I would also like to see all two-year campuses closed if they are near a tech college. The programs and classes of the JUCOs and Techs can be merged into one facility with one administration -- students can split their education between academic and trades which will make them more marketable. MN partially did this years ago. Point: There is efficiency that can be found in the system that will enhance education for the student.
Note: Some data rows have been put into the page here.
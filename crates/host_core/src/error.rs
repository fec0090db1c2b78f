use shared::{
    domain::{ItemId, ItemType},
    error::{ErrorCode, ErrorReport},
};
use thiserror::Error;

pub type HostResult<T> = std::result::Result<T, HostError>;

#[derive(Debug, Error)]
pub enum HostError {
    #[error("invalid argument: {0}")]
    InvalidArgument(String),
    #[error("an item with id {id} is already registered (handle {existing})")]
    DuplicateRegistration { id: ItemId, existing: String },
    #[error("id {id} is already bound to a different item handle")]
    RegistrationConflict { id: ItemId },
    #[error("registering item is missing an identifier (type {item_type})")]
    MissingIdentifier { item_type: String },
    #[error("{0} has not been set")]
    NotInitialized(&'static str),
    #[error("no element of type {item_type} found for id {id}")]
    MissingElement { id: ItemId, item_type: ItemType },
    #[error("no element type can be resolved for id {id}")]
    UnresolvedElementType { id: ItemId },
    #[error(transparent)]
    ControllerFailure(anyhow::Error),
    #[error("reset predicate failed: {0}")]
    PredicateFailure(anyhow::Error),
}

impl HostError {
    pub fn code(&self) -> ErrorCode {
        match self {
            Self::InvalidArgument(_) => ErrorCode::InvalidArgument,
            Self::DuplicateRegistration { .. } => ErrorCode::DuplicateRegistration,
            Self::RegistrationConflict { .. } => ErrorCode::RegistrationConflict,
            Self::MissingIdentifier { .. } => ErrorCode::MissingIdentifier,
            Self::NotInitialized(_) => ErrorCode::NotInitialized,
            Self::MissingElement { .. } | Self::UnresolvedElementType { .. } => {
                ErrorCode::MissingElement
            }
            Self::ControllerFailure(_) => ErrorCode::ControllerFailure,
            Self::PredicateFailure(_) => ErrorCode::PredicateFailure,
        }
    }

    pub fn report(&self) -> ErrorReport {
        ErrorReport::new(self.code(), self.to_string())
    }
}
I believe the concept of traditional 4-year academic degree for everyone is going to be a dinosaur. The salary payoff vs. the debt racked up in its pursuit will be a poor option for many people. The hybrid program with skill-oriented tech programs that also bring in some of the critical thinking skills of academia will be a much better and cheaper educational option for many who currently pursue a BS in beer drinking.

Triangle Man said...


Professor;
You must now speak for Wisconsin...
Is this so?


Wisconsin permits minors to drink alcohol (even in bars and restaurants) if they are accompanied by a parent or guardian. QED.

TosaGuy said...

Data I would like to know about the UW education system vs. tech colleges is how many graduates of each stay in Wisconsin. I remember something from a few years ago that Wisconsin is a net exporter of those with college degrees. Conversely, I have also seen anecdotes of companies screaming qualified people in the skilled trades or programs taught at a tech college. At what point do we as a state adjust our public college/techs school base to match the state's employment needs?

Again, I would like to see a hard data study on both of these suppositions.